Go through the entries below. Copy out every line that contains "FeatureAssembler".

===== Source information =====

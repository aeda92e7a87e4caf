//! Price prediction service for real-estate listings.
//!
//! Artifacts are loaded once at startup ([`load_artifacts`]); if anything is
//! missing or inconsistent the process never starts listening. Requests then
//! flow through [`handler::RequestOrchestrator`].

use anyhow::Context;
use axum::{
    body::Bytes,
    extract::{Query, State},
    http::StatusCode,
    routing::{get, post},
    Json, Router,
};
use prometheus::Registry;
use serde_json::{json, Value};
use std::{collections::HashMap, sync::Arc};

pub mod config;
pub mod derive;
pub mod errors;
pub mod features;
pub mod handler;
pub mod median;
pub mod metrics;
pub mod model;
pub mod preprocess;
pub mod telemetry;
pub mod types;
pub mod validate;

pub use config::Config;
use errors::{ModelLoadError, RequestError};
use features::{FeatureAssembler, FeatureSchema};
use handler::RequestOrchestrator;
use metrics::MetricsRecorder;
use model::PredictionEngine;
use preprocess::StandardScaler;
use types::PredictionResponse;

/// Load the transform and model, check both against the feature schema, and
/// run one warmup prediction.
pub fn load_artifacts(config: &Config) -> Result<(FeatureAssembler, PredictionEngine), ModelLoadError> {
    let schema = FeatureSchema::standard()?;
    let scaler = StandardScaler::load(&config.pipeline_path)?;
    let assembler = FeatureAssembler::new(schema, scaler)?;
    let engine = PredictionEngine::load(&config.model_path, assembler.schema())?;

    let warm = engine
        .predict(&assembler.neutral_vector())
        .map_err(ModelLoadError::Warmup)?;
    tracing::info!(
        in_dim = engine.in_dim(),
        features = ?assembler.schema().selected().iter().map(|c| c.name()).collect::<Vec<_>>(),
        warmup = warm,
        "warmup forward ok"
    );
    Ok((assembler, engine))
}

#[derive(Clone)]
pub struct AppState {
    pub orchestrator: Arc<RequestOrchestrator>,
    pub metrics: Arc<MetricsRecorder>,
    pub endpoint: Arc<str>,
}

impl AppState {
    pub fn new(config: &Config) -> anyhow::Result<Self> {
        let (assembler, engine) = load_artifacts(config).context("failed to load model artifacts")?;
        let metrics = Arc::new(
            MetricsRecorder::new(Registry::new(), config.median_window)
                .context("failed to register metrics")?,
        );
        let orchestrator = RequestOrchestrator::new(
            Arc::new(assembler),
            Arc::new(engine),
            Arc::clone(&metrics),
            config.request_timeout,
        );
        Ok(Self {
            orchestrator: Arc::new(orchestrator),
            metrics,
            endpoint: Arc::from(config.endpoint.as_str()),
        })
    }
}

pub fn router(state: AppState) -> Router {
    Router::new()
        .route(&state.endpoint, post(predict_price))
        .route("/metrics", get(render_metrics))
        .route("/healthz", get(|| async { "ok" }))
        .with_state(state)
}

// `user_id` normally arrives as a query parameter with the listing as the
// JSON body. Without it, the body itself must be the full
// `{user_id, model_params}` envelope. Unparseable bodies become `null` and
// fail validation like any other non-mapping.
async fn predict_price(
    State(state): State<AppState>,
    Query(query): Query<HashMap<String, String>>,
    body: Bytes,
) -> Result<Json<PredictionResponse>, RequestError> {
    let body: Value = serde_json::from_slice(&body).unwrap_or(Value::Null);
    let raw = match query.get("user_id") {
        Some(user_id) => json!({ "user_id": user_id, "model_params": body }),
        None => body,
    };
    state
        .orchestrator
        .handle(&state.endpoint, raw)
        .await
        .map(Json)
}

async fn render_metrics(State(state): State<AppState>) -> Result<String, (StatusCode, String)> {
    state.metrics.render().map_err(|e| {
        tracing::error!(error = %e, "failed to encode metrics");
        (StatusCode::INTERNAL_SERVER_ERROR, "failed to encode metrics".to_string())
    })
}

=====

*Response to this task*.
use features::{FeatureAssembler, FeatureSchema};
pub fn load_artifacts(config: &Config) -> Result<(FeatureAssembler, PredictionEngine), ModelLoadError> {
    let assembler = FeatureAssembler::new(schema, scaler)?;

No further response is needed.